*WHAT TO PRODUCE*: Would you retype every record below exactly as written?

*TASK MATERIAL*:
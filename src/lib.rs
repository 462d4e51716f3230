pub mod config;
pub mod cycle;
pub mod db;
pub mod extract;
pub mod fetch;
pub mod filter;
pub mod model;
pub mod notify;
pub mod scheduler;
use async_trait::async_trait;
use reqwest::StatusCode;
use thiserror::Error;

use crate::config::Notify;
use crate::model::{Listing, NotificationMethod};

pub mod email;
pub mod message;
pub mod push;

pub use email::EmailNotifier;
pub use push::PushNotifier;

#[derive(Debug, Error)]
pub enum NotifyError {
    #[error("push request failed: {0}")]
    Http(#[from] reqwest::Error),
    #[error("push endpoint returned {status}: {body}")]
    Status { status: StatusCode, body: String },
    #[error("invalid email address: {0}")]
    Address(#[from] lettre::address::AddressError),
    #[error("failed to build email: {0}")]
    Message(#[from] lettre::error::Error),
    #[error("SMTP delivery failed: {0}")]
    Smtp(#[from] lettre::transport::smtp::Error),
    #[error("notifier misconfigured: {0}")]
    Config(&'static str),
}

/// Delivers one message per new listing.
#[async_trait]
pub trait Notifier: Send + Sync {
    async fn send(&self, listing: &Listing) -> Result<(), NotifyError>;
}

/// The transport picked at startup. Fixed for the life of the process.
#[derive(Debug)]
pub enum Transport {
    Email(EmailNotifier),
    Push(PushNotifier),
}

impl Transport {
    pub fn from_config(cfg: &Notify) -> Result<Self, NotifyError> {
        match cfg.method {
            NotificationMethod::Email => {
                let email = cfg
                    .email
                    .as_ref()
                    .ok_or(NotifyError::Config("notify.email is required for method email"))?;
                EmailNotifier::from_config(email).map(Transport::Email)
            }
            NotificationMethod::Push => {
                let push = cfg
                    .push
                    .as_ref()
                    .ok_or(NotifyError::Config("notify.push is required for method push"))?;
                PushNotifier::from_config(push).map(Transport::Push)
            }
        }
    }

    pub fn method(&self) -> NotificationMethod {
        match self {
            Transport::Email(_) => NotificationMethod::Email,
            Transport::Push(_) => NotificationMethod::Push,
        }
    }
}

#[async_trait]
impl Notifier for Transport {
    async fn send(&self, listing: &Listing) -> Result<(), NotifyError> {
        match self {
            Transport::Email(n) => n.send(listing).await,
            Transport::Push(n) => n.send(listing).await,
        }
    }
}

*EXERCISE OUTPUT*:
filename src/lib.rs
repository 462d4e51716f3230
pub mod config;
pub mod cycle;
pub mod db;
pub mod extract;
pub mod fetch;
pub mod filter;
pub mod model;
pub mod notify;
pub mod scheduler;
use async_trait::async_trait;
use reqwest::StatusCode;
use thiserror::Error;

use crate::config::Notify;
use crate::model::{Listing, NotificationMethod};

pub mod email;
pub mod message;
pub mod push;

pub use email::EmailNotifier;
pub use push::PushNotifier;

#[derive(Debug, Error)]
pub enum NotifyError {
    #[error("push request failed: {0}")]
    Http(#[from] reqwest::Error),
    #[error("push endpoint returned {status}: {body}")]
    Status { status: StatusCode, body: String },
    #[error("invalid email address: {0}")]
    Address(#[from] lettre::address::AddressError),
    #[error("failed to build email: {0}")]
    Message(#[from] lettre::error::Error),
    #[error("SMTP delivery failed: {0}")]
    Smtp(#[from] lettre::transport::smtp::Error),
    #[error("notifier misconfigured: {0}")]
    Config(&'static str),
}

/// Delivers one message per new listing.
#[async_trait]
pub trait Notifier: Send + Sync {
    async fn send(&self, listing: &Listing) -> Result<(), NotifyError>;
}

/// The transport picked at startup. Fixed for the life of the process.
#[derive(Debug)]
pub enum Transport {
    Email(EmailNotifier),
    Push(PushNotifier),
}

impl Transport {
    pub fn from_config(cfg: &Notify) -> Result<Self, NotifyError> {
        match cfg.method {
            NotificationMethod::Email => {
                let email = cfg
                    .email
                    .as_ref()
                    .ok_or(NotifyError::Config("notify.email is required for method email"))?;
                EmailNotifier::from_config(email).map(Transport::Email)
            }
            NotificationMethod::Push => {
                let push = cfg
                    .push
                    .as_ref()
                    .ok_or(NotifyError::Config("notify.push is required for method push"))?;
                PushNotifier::from_config(push).map(Transport::Push)
            }
        }
    }

    pub fn method(&self) -> NotificationMethod {
        match self {
            Transport::Email(_) => NotificationMethod::Email,
            Transport::Push(_) => NotificationMethod::Push,
        }
    }
}

#[async_trait]
impl Notifier for Transport {
    async fn send(&self, listing: &Listing) -> Result<(), NotifyError> {
        match self {
            Transport::Email(n) => n.send(listing).await,
            Transport::Push(n) => n.send(listing).await,
        }
    }
}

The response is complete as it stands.